The Causal Roundup #2

Anu Sharma
Wed Oct 13 2021

Processes and Infrastructure

The Causal Roundup is a biweekly review of industry leading work in causality. From experimentation to causal inference, we share work from teams who are building the future of product decision making. In this week’s edition, we focus on processes and infrastructure - the force multipliers for every team.

Raising the bar on product decisions 💪

A key aspect of building an experimentation culture is standardizing how different teams execute and interpret experiments. Earlier this summer, Booking explained how they get to the heart of the issue: Running bad experiments is just a very expensive and convoluted way to make unreliable decisions.

What really matters to us is not how many product decisions are made, nor how fast decisions are made, but how good those decisions are.

They define a three-point rubric to assess each decision based on design, execution, and shipping criteria. Design establishes the fundamentals by ensuring that teams pay attention to the power of an experiment and record the outcomes they expect. Execution ensures that teams don’t compromise on the duration of the experiment. Shipping formalizes the go/no-go decision based on pre-established shipping criteria.

At a tactical level, ratings for these three dimensions track the performance of a team and department over time. More importantly, at a strategic level, the team responsible for the experimentation platform measures how they’re influencing the quality of company-wide decisions and how their customers (internal teams) are using the platform tools. This enables them to constantly improve their tooling to better serve company-wide objectives around the quality of product decisions.

While Booking.com has shared a lot of awesome work on product experimentation, this is the only instance we’ve seen in the wild of a company setting and raising the bar on their decision making process.

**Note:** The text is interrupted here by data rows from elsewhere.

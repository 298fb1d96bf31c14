//! Rasterizes one frame of the lattice demo and writes it to a PNG.
//!
//! Usage: `cargo run --example raster --features image -- [output.png]`

use gridline::{plot, Config, FrameInput, RasterPipeline, Target};
use image_::{Rgb, RgbImage};
use log::info;
use vek::*;

fn main() -> anyhow::Result<()> {
    env_logger::init();

    let path = std::env::args().nth(1).unwrap_or_else(|| "raster.png".into());
    let config = Config::default();

    let mut pipeline = RasterPipeline::with_config(&config)?;
    let count = pipeline.assemble(&FrameInput {
        vertices: [Vec2::new(-80, -60), Vec2::new(90, -20), Vec2::new(-10, 85)],
        center: Vec2::zero(),
        radius: 45,
        fill: true,
    });

    let mut img = RgbImage::new(config.viewport.width, config.viewport.height);
    img.clear(Rgb([0, 0, 0]));
    let written = plot(&mut img, pipeline.points().raw().iter().copied(), Rgb([255, 255, 255]));

    img.save(&path)?;
    info!("plotted {} of {} points to {}", written, count, path);
    Ok(())
}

Standardizing Data Consumption 🛤

Before going into our next story, it’s worth recounting four broad patterns that we see for serving measurable properties of a system to users:

  1. Offline Metrics for Reporting and Experimentation: These are computed for a given period and feed into regularly generated reports or experiment analysis. Aside from the pressure of delivering reports on time, the system serving offline metrics generally bears no latency-based constraints.
  2. Interactive Analytics for Exploration: When data analysts or scientists want to roll up their sleeves to explore the data, they use predefined dimension cuts via a dashboard or an interactive query interface that returns data within a few seconds.
  3. Feature Backfill for Model Training: Computing features for model training is similar to computing offline metrics with one additional constraint: point-in-time correctness for features that must be historically accurate. For example, a model may use a feature that counts a given user’s 5 min login count at 11pm a month ago.
  4. Feature Serving for Online Inference: When machine learning models use live features to construct the user experience in real-time, say offering recommendations on where to stay in a city, this requires a row-oriented storage layout that can serve read latencies at the order of ~10ms.

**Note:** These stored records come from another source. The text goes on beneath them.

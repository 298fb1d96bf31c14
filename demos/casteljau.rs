//! Renders the de Casteljau construction of a curve at several points in its animation, one PNG per frame.
//!
//! Usage: `cargo run --example casteljau --features image -- [output-prefix]`

use gridline::{plot, Command, Config, CurveEditor, Target, Viewport};
use image_::{Rgb, RgbImage};
use log::info;
use vek::*;

const LEVEL_COLOURS: [Rgb<u8>; 4] = [
    Rgb([90, 90, 90]),
    Rgb([80, 160, 255]),
    Rgb([120, 220, 120]),
    Rgb([255, 180, 60]),
];

/// Points spaced roughly a pixel apart along a segment.
fn segment_points(viewport: Viewport, [a, b]: [Vec2<f32>; 2]) -> impl Iterator<Item = Vec2<f32>> {
    let pixels = ((b - a) * Vec2::new(viewport.width, viewport.height).map(|e| e as f32 * 0.5))
        .magnitude()
        .ceil()
        .max(1.0) as usize;
    (0..=pixels).map(move |i| a + (b - a) * (i as f32 / pixels as f32))
}

/// Every pixel centre covered by a handle quad.
fn quad_points(viewport: Viewport, quad: [Vec2<f32>; 4]) -> impl Iterator<Item = Vec2<f32>> {
    let [top_right, _, _, bottom_left] = quad;
    segment_points(viewport, [bottom_left, Vec2::new(bottom_left.x, top_right.y)]).flat_map(move |left| {
        segment_points(viewport, [left, Vec2::new(top_right.x, left.y)]).collect::<Vec<_>>()
    })
}

fn main() -> anyhow::Result<()> {
    env_logger::init();

    let prefix = std::env::args().nth(1).unwrap_or_else(|| "casteljau".into());
    let config = Config {
        handle_size: 0.012,
        ..Config::default()
    };
    let viewport = config.viewport;

    let mut editor = CurveEditor::new(&config)?;
    for cursor in [(120.0, 640.0), (220.0, 160.0), (560.0, 120.0), (690.0, 600.0)] {
        editor.push(Command::Append(viewport.cursor_to_ndc(Vec2::from(cursor))));
    }

    for (frame_index, seconds) in [0.5f32, 1.5, 2.5, 3.5].into_iter().enumerate() {
        let frame = editor.frame(seconds);

        let mut img = RgbImage::new(viewport.width, viewport.height);
        img.clear(Rgb([0, 0, 0]));

        plot(&mut img, frame.curve.iter().copied(), Rgb([255, 255, 255]));
        for (level, points) in frame.construction.levels().iter().enumerate() {
            let colour = LEVEL_COLOURS[level.min(LEVEL_COLOURS.len() - 1)];
            for w in points.windows(2) {
                plot(&mut img, segment_points(viewport, [w[0], w[1]]), colour);
            }
            for p in points {
                let quad = gridline::curve::handle_quad(*p, frame.handle_size);
                plot(&mut img, quad_points(viewport, quad), colour);
            }
        }

        let path = format!("{}-{}.png", prefix, frame_index);
        img.save(&path)?;
        info!("t = {:.2}: wrote {}", frame.t(), path);
    }
    Ok(())
}
pub mod circles;
pub mod lines;
pub mod triangles;

pub use self::{circles::Octant, lines::LineSteps, triangles::Fill};

use alloc::vec::Vec;
use vek::Vec2;

/// The largest capacity hint a rasterizer passes to [`Blitter::reserve`]. Primitives spanning most of the lattice emit
/// billions of points, so sinks are left to grow past this on their own.
pub const MAX_RESERVE: usize = 1 << 16;

/// A sink for the lattice points produced by a rasterizer.
pub trait Blitter {
    fn emit(&mut self, p: Vec2<i32>);

    /// Hint that roughly `additional` more points are about to be emitted.
    #[inline]
    fn reserve(&mut self, _additional: usize) {}
}

impl Blitter for Vec<Vec2<i32>> {
    #[inline(always)]
    fn emit(&mut self, p: Vec2<i32>) {
        self.push(p);
    }

    #[inline]
    fn reserve(&mut self, additional: usize) {
        Vec::reserve(self, additional);
    }
}

/// A primitive that can be turned into a sequence of lattice points.
///
/// Rasterizers are pure: they know nothing about how or where their output is drawn, and the same primitive always
/// emits the same points in the same order.
pub trait Rasterizer {
    fn rasterize<B: Blitter + ?Sized>(&self, blitter: &mut B);

    /// Collect the emitted lattice points into a new vector.
    fn points(&self) -> Vec<Vec2<i32>> {
        let mut out = Vec::new();
        self.rasterize(&mut out);
        out
    }
}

With me so far? Now on to the story…

As Airbnb scaled, their leaders found that different teams consuming the same application data reported different numbers for simple business metrics. And there was no easy way to know which number was correct. To create one source of truth and use it everywhere, the team built a metrics platform, Minerva.

Define metrics once, and use them everywhere

This metrics platform serves the top two needs I mentioned above: reporting and analytics. However, unlike common reporting and analytics use cases, reporting for experimentation is unique because metrics are only a starting point. We must first join these metrics with user assignment data from the experiment and then compute summary statistics for analysis. Minerva supplies the “raw events” to Airbnb’s Experimentation Reporting Framework (ERF), joins the raw event data with the assignment data, and then ERF calculates the summary statistics. This is exactly the same as many of our customers who record experiment event data as well as metrics from their data warehouse into Statsig to analyze their experiments. Cool!

Looking further into Airbnb’s data management infrastructure (and this is the fun part!)… Minerva is Airbnb’s metric store that serves the first two needs, and Zipline is Airbnb’s feature store that serves the last two needs. There’s significant overlap between the two, particularly in performing long-running offline computations. So I was tickled when I heard about Ziperva, the new converged data store, that’s enjoying successful alpha at Airbnb. Unifying and scaling data management across the company: let’s put a pin on that and come back to it in a future edition! 📍

Experiments Save Lives 

At Statsig, we talk a lot about experiments. A bit off the beaten track, this experiment is truly about saving lives.

To determine the efficacy of portable air filters (HEPA filters¹) in clearing SARS-CoV-2, a U.K. team installed these filters in two fully occupied COVID-19 wards: a general ward and an ICU. The team collected air samples from these wards for a week with the air filters switched on, and then for two weeks with the filters turned off.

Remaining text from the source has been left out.